The ruling is the latest development in the rapidly growing public resistance to wind power by German citizens, thus posing another major obstacle for the approval and construction of onshore wind turbines.

The WDR writes:

The case involves 7 turbines, each 200 meters tall, which were slated to be installed at Fischelbach/Sohl in Bad Laasphe. The district of Siegen-Wittgenstein had originally approved them. But the court countered, saying the turbines would lead to a disfigurement of the natural scenery and that the impacted area of the scenic Wittgensteiner region is under protection.”

Recently the German public has been waking up to the host of problems that industrial wind parks bring with them: blighted landscapes, health problems from infrasound, unstable power supply, hazard to birdlife, and deforestation. Wind turbines also have high maintenance costs and short lifespans. The result is high costs to consumers with no benefit to the environment.

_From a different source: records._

// Copyright 2024-2026 The dota-archive authors.
// This file is part of dota-archive.

// dota-archive is free software: you can redistribute it and/or modify
// it under the terms of the GNU General Public License as published by
// the Free Software Foundation, either version 3 of the License, or
// (at your option) any later version.

// dota-archive is distributed in the hope that it will be useful,
// but WITHOUT ANY WARRANTY; without even the implied warranty of
// MERCHANTABILITY or FITNESS FOR A PARTICULAR PURPOSE.  See the
// GNU General Public License for more details.
// You should have received a copy of the GNU General Public License
// along with dota-archive.  If not, see <http://www.gnu.org/licenses/>.

//! Periodic eviction of old matches, by age and by size cap.
//!
//! Runs inside the listing loop's tick so it shares the main cadence. Each
//! phase that finds work triggers a full aggregate rebuild; when the age
//! phase already brings the table under the cap, the size phase does nothing.

use std::time::Duration;

use chrono::Utc;
use tokio::time::Instant;

use super::WorkerContext;
use crate::error::Result;

pub(super) fn cleanup_due(last_run: Option<Instant>, interval: Duration) -> bool {
	match last_run {
		None => true,
		Some(at) => at.elapsed() >= interval,
	}
}

pub(super) async fn run_cleanup(ctx: &WorkerContext) -> Result<()> {
	log::info!("[cleanup] starting cleanup job");
	let days_to_keep = ctx.config.days_to_keep;
	let cutoff = Utc::now().timestamp() - i64::from(days_to_keep) * 86_400;

	let old_ids = ctx.db.match_ids_older_than(cutoff).await?;
	if old_ids.is_empty() {
		log::info!("[cleanup] no matches older than {} days", days_to_keep);
	} else {
		log::info!("[cleanup] deleting {} matches older than {} days", old_ids.len(), days_to_keep);
		ctx.db.evict_and_rebuild(&old_ids).await?;
	}

	let count = ctx.db.matches_count().await?;
	let cap = ctx.config.max_matches as i64;
	if count > cap {
		let excess = count - cap;
		log::info!("[cleanup] {} matches stored (cap {}), trimming {} oldest", count, cap, excess);
		let excess_ids = ctx.db.oldest_match_ids(excess).await?;
		ctx.db.evict_and_rebuild(&excess_ids).await?;
	} else {
		log::info!("[cleanup] match count ok: {} / {}", count, cap);
	}

	log::info!("[cleanup] finished, current count: {}", ctx.db.matches_count().await?);
	Ok(())
}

150 angry citizens protest wind park in Elpe

Meanwhile the WAZ daily here reports that 150 angry residents turned out to protest plans to install 7 large wind turbines in the area under the motto: “Stop the madness!” It was the first protest the town had seen, and is a loud signal that the public is getting fed up.

Vermont banned billboards already back in 1968

While on the subject of blighted natural scenery, website twistedsifter.com here tells us why Vermont banned billboards way back in 1968: To protect Vermont’s natural beauty. It seems that Vermont environmentalists have forgotten this. Today the state is pushing for the installation of monster industrial turbines atop it’s idyllic rolling green hills.

I hope you enjoy the lovely photos of Vermont scenery, which today is under the threat of industrialization and destruction.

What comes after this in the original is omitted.